En fait, d’une certaine manière, les illusions propagées par ces militants sont encore plus dangereuses que celles entretenues par les idéologues « anti-masques », puisque contrairement à ces dernières, elles ont un verni « rationnel » et « scientifique ». Surtout, elles laissent entendre qu’une relance économique sécuritaire serait possible dans le contexte actuel, soit une idée particulièrement pernicieuse. Alors que l’accès aux masques de protection était à l’origine une revendication légitime du peuple (notamment des travailleuses de la santé qui en étaient privées), le masque est devenu une manière particulièrement efficace de justifier le déconfinement et le retour à la vie « normale » – c’est-à-dire le retour au travail des prolétaires. Les petits-bourgeois « pro-masques » qui dénoncent les « anti-masques » révèlent aussi le caractère réactionnaire de leur démarche par la manière dont ils insistent surtout sur l’imposition légale du port du masque aux individus, au lieu de revendiquer une distribution gratuite et universelle de masques de qualité à la population. Ainsi, ils ne démontrent souvent aucune compassion pour les familles prolétariennes pour lesquelles les masques représentent des coûts et des complications supplémentaires.
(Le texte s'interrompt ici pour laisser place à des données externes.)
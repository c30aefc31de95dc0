use axum::{
    extract::{Request, State},
    http::HeaderMap,
    middleware::Next,
    response::Response,
};
use planner_core::roles::RoleSet;
use planner_core::user::User;

use crate::error::AppError;
use crate::state::AppState;

/// The user behind the current request, if any. Inserted into request
/// extensions by [`session_middleware`] for every route.
#[derive(Clone, Debug, Default)]
pub struct Viewer(pub Option<User>);

impl Viewer {
    pub fn roles(&self) -> Option<&RoleSet> {
        self.0.as_ref().map(|u| &u.roles)
    }

    /// The authenticated user, or 401.
    pub fn require(&self) -> Result<&User, AppError> {
        self.0.as_ref().ok_or_else(AppError::unauthenticated)
    }

    /// The authenticated user if they hold an elevated role; 401 or 403
    /// otherwise.
    pub fn require_post_editor(&self) -> Result<&User, AppError> {
        let user = self.require()?;
        if !planner_core::access::can_edit_post(Some(&user.roles)) {
            return Err(AppError::forbidden(
                "only admin, coordinator or smm may change posts",
            ));
        }
        Ok(user)
    }

    pub fn login(&self) -> &str {
        self.0.as_ref().map(|u| u.login.as_str()).unwrap_or("anonymous")
    }
}

/// Resolve the session token (cookie first, then `Authorization: Bearer`)
/// into a [`Viewer`]. Missing, invalid or expired tokens and deleted users
/// all yield an anonymous viewer; individual handlers decide whether that is
/// acceptable.
pub async fn session_middleware(
    State(app): State<AppState>,
    mut req: Request,
    next: Next,
) -> Response {
    let user_id = session_token(req.headers(), app.cookie_name())
        .and_then(|token| app.sessions.verify(token));

    let user = match user_id {
        Some(id) => {
            let root = app.root.clone();
            match tokio::task::spawn_blocking(move || User::load(&root, id)).await {
                Ok(Ok(user)) => Some(user),
                Ok(Err(e)) => {
                    tracing::debug!("session for user {id} ignored: {e}");
                    None
                }
                Err(e) => {
                    tracing::error!("session lookup join error: {e}");
                    None
                }
            }
        }
        None => None,
    };

    req.extensions_mut().insert(Viewer(user));
    next.run(req).await
}

fn session_token<'a>(headers: &'a HeaderMap, cookie_name: &str) -> Option<&'a str> {
    let from_cookie = headers
        .get_all("cookie")
        .iter()
        .filter_map(|v| v.to_str().ok())
        .flat_map(|cookies| cookies.split(';'))
        .find_map(|part| {
            part.trim()
                .strip_prefix(cookie_name)
                .and_then(|rest| rest.strip_prefix('='))
        })
        .filter(|v| !v.is_empty());
    if from_cookie.is_some() {
        return from_cookie;
    }

    let auth = headers
        .get(axum::http::header::AUTHORIZATION)
        .and_then(|h| h.to_str().ok())?;
    auth.strip_prefix("Bearer ")
        .or_else(|| auth.strip_prefix("bearer "))
        .map(str::trim)
        .filter(|t| !t.is_empty())
}

/// `Set-Cookie` value carrying `token`.
pub fn session_cookie(name: &str, token: &str, max_age_secs: i64) -> String {
    format!("{name}={token}; HttpOnly; SameSite=Lax; Path=/; Max-Age={max_age_secs}")
}

/// `Set-Cookie` value that removes the session cookie.
pub fn clear_cookie(name: &str) -> String {
    format!("{name}=; HttpOnly; SameSite=Lax; Path=/; Max-Age=0")
}

// ---------------------------------------------------------------------------
// Tests
// ---------------------------------------------------------------------------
Finalement, leur manière de cibler les personnes (souvent des prolétaires) qui ne portent pas le masque ou qui ne le font pas correctement en les accusant de « ne penser qu’à eux-mêmes » est tout à fait stérile et dénote elle-même une autre forme d’individualisme. Surtout, elle détourne l’attention du vrai problème, c’est-à-dire du fait que la bourgeoisie force des millions de travailleurs à adopter des comportements risqués quotidiennement!
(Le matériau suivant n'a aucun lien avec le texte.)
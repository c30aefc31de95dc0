use crate::error::{PlannerError, Result};
use regex::Regex;
use std::path::{Path, PathBuf};
use std::sync::OnceLock;

// ---------------------------------------------------------------------------
// Directory constants
// ---------------------------------------------------------------------------

pub const PLANNER_DIR: &str = ".planner";
pub const POSTS_DIR: &str = ".planner/posts";

pub const CONFIG_FILE: &str = ".planner/config.yaml";
pub const STATE_FILE: &str = ".planner/state.yaml";
pub const USERS_FILE: &str = ".planner/users.yaml";
pub const SESSION_KEY_FILE: &str = ".planner/session.key";

// ---------------------------------------------------------------------------
// Path helpers
// ---------------------------------------------------------------------------

pub fn planner_dir(root: &Path) -> PathBuf {
    root.join(PLANNER_DIR)
}

pub fn posts_dir(root: &Path) -> PathBuf {
    root.join(POSTS_DIR)
}

pub fn post_file(root: &Path, id: u64) -> PathBuf {
    posts_dir(root).join(format!("{id}.yaml"))
}

pub fn config_path(root: &Path) -> PathBuf {
    root.join(CONFIG_FILE)
}

pub fn state_path(root: &Path) -> PathBuf {
    root.join(STATE_FILE)
}

pub fn users_path(root: &Path) -> PathBuf {
    root.join(USERS_FILE)
}

pub fn session_key_path(root: &Path) -> PathBuf {
    root.join(SESSION_KEY_FILE)
}

// ---------------------------------------------------------------------------
// Login validation
// ---------------------------------------------------------------------------

static LOGIN_RE: OnceLock<Regex> = OnceLock::new();

fn login_re() -> &'static Regex {
    LOGIN_RE.get_or_init(|| {
        Regex::new(r"^[a-z0-9._-]{2,32}$").expect("infallible: login pattern is valid")
    })
}

pub fn validate_login(login: &str) -> Result<()> {
    if !login_re().is_match(login) {
        return Err(PlannerError::InvalidLogin(login.to_string()));
    }
    Ok(())
}
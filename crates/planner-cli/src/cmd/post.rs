use crate::output::{print_json, print_table};
use anyhow::{Context, Result};
use clap::Subcommand;
use planner_core::post::{Post, PostDraft, PostView};
use planner_core::query::PostQuery;
use planner_core::roles::RoleSet;
use planner_core::types::TaskKind;
use planner_core::user::User;
use std::collections::BTreeMap;
use std::path::Path;

// ---------------------------------------------------------------------------
// Subcommand definition
// ---------------------------------------------------------------------------

#[derive(Subcommand, Debug)]
pub enum PostSubcommand {
    /// List posts, latest deadline first
    List {
        /// Only posts that require this task
        #[arg(long)]
        task: Option<TaskKind>,
        /// Only posts with work for this user
        #[arg(long)]
        mine_for: Option<String>,
    },
    /// Show one post with its task links
    Show {
        id: u64,
        /// Report edit rights for this user
        #[arg(long = "as")]
        as_user: Option<String>,
    },
    /// Create a post
    Create {
        #[arg(long)]
        title: String,
        /// Post type, e.g. "Видео" or "Афиша"
        #[arg(long = "type")]
        post_type: String,
        /// RFC 3339 timestamp or YYYY-MM-DD
        #[arg(long)]
        deadline: String,
        #[arg(long)]
        description: Option<String>,
        /// Required task (repeatable); defaults to the post type's preset
        #[arg(long = "task")]
        tasks: Vec<TaskKind>,
    },
    /// Submit a task link on behalf of a user
    Link {
        id: u64,
        kind: String,
        url: String,
        #[arg(long = "as")]
        as_user: String,
    },
    /// Delete a post
    Delete { id: u64 },
}

// ---------------------------------------------------------------------------
// Dispatch
// ---------------------------------------------------------------------------

pub fn run(root: &Path, subcmd: PostSubcommand, json: bool) -> Result<()> {
    match subcmd {
        PostSubcommand::List { task, mine_for } => list(root, task, mine_for.as_deref(), json),
        PostSubcommand::Show { id, as_user } => show(root, id, as_user.as_deref(), json),
        PostSubcommand::Create {
            title,
            post_type,
            deadline,
            description,
            tasks,
        } => {
            let draft = PostDraft {
                title,
                description,
                post_type,
                deadline,
                responsible_user_id: None,
                required_tasks: (!tasks.is_empty()).then(|| tasks.into_iter().collect()),
            };
            create(root, draft, json)
        }
        PostSubcommand::Link {
            id,
            kind,
            url,
            as_user,
        } => link(root, id, kind, url, &as_user, json),
        PostSubcommand::Delete { id } => delete(root, id, json),
    }
}

fn roles_of(root: &Path, login: Option<&str>) -> Result<Option<RoleSet>> {
    login
        .map(|l| {
            User::find_by_login(root, l)
                .map(|u| u.roles)
                .with_context(|| format!("unknown user '{l}'"))
        })
        .transpose()
}

fn kinds(list: &[TaskKind]) -> String {
    if list.is_empty() {
        return "-".to_string();
    }
    list.iter().map(|k| k.as_str()).collect::<Vec<_>>().join(", ")
}

// ---------------------------------------------------------------------------
// list / show
// ---------------------------------------------------------------------------

fn list(root: &Path, task: Option<TaskKind>, mine_for: Option<&str>, json: bool) -> Result<()> {
    let viewer = roles_of(root, mine_for)?;
    let posts = Post::list(root).context("failed to list posts")?;
    let query = PostQuery {
        task,
        mine: mine_for.is_some(),
        month: None,
        page: 1,
        per_page: posts.len().max(1),
    };
    let page = query.run(posts, viewer.as_ref())?;
    let views: Vec<PostView> = page.items.iter().map(|p| p.view(viewer.as_ref())).collect();

    if json {
        return print_json(&views);
    }
    if views.is_empty() {
        println!("No posts.");
        return Ok(());
    }
    let rows = views
        .iter()
        .map(|v| {
            vec![
                v.post.id.to_string(),
                v.post.deadline.format("%Y-%m-%d %H:%M").to_string(),
                v.post.post_type.clone(),
                v.post.title.clone(),
                v.status.label_en.to_string(),
                kinds(&v.missing_tasks),
            ]
        })
        .collect();
    print_table(&["ID", "DEADLINE", "TYPE", "TITLE", "STATUS", "MISSING"], rows);
    Ok(())
}

fn show(root: &Path, id: u64, as_user: Option<&str>, json: bool) -> Result<()> {
    let viewer = roles_of(root, as_user)?;
    let post = Post::load(root, id).with_context(|| format!("cannot show post {id}"))?;
    let view = post.view(viewer.as_ref());
    if json {
        return print_json(&view);
    }

    println!("#{} {}", post.id, post.title);
    println!("  type:     {}", post.post_type);
    println!("  deadline: {}", post.deadline.to_rfc3339());
    if let Some(desc) = &post.description {
        println!("  about:    {desc}");
    }
    println!("  status:   {} ({})", view.status.label, view.status.label_en);
    println!();
    let rows = post
        .tasks
        .required_tasks
        .iter()
        .map(|&k| {
            vec![
                k.as_str().to_string(),
                k.label().to_string(),
                post.tasks.link(k).unwrap_or("-").to_string(),
                if view.editable_tasks.contains(&k) { "yes" } else { "no" }.to_string(),
            ]
        })
        .collect();
    print_table(&["TASK", "LABEL", "LINK", "EDITABLE"], rows);
    Ok(())
}

// ---------------------------------------------------------------------------
// create / link / delete
// ---------------------------------------------------------------------------

fn create(root: &Path, draft: PostDraft, json: bool) -> Result<()> {
    let post = Post::create(root, draft).context("failed to create post")?;
    tracing::info!("post {} created", post.id);
    if json {
        return print_json(&post.view(None));
    }
    println!(
        "Created post #{} '{}' (tasks: {})",
        post.id,
        post.title,
        kinds(&post.tasks.required_tasks.iter().copied().collect::<Vec<_>>())
    );
    Ok(())
}

fn link(root: &Path, id: u64, kind: String, url: String, login: &str, json: bool) -> Result<()> {
    let user = User::find_by_login(root, login).with_context(|| format!("unknown user '{login}'"))?;
    let mut post = Post::load(root, id).with_context(|| format!("cannot update post {id}"))?;
    let links = BTreeMap::from([(kind, Some(url))]);
    let updated = post
        .apply_links(Some(&user.roles), &links)
        .with_context(|| format!("'{login}' cannot update post {id}"))?;
    post.save(root)?;

    let view = post.view(Some(&user.roles));
    if json {
        return print_json(&view);
    }
    println!(
        "Updated {} on post #{}, status: {}",
        kinds(&updated),
        post.id,
        view.status.label_en
    );
    Ok(())
}

fn delete(root: &Path, id: u64, json: bool) -> Result<()> {
    Post::delete(root, id).with_context(|| format!("cannot delete post {id}"))?;
    if json {
        print_json(&serde_json::json!({ "deleted": id }))
    } else {
        println!("Deleted post #{id}");
        Ok(())
    }
}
En somme, qu’il s’agisse des « conspirationnistes » purs et durs, des petits propriétaires défendant leur liberté de faire fonctionner leur entreprise ou encore des artistes et des fractions intellectuelles de la petite-bourgeoisie « qui se prennent pour le cerveau de la nation » (comme disait Lénine), tous s’entendent sur l’essentiel et appuient le processus initié par la grande bourgeoisie pour satisfaire ses intérêts de classe, à savoir la relance de l’économie capitaliste et de la production de plus-value. Malgré les divergences en son sein et malgré qu’elle puisse parfois sembler exprimer des désaccords avec les décisions des autorités, toute la petite-bourgeoisie appuie ce mouvement lancé par le capital consistant à renvoyer des millions de prolétaires au travail en pleine pandémie, un processus meurtrier qui ne peut conduire qu’à la deuxième vague de propagation et à la contamination massive de la population.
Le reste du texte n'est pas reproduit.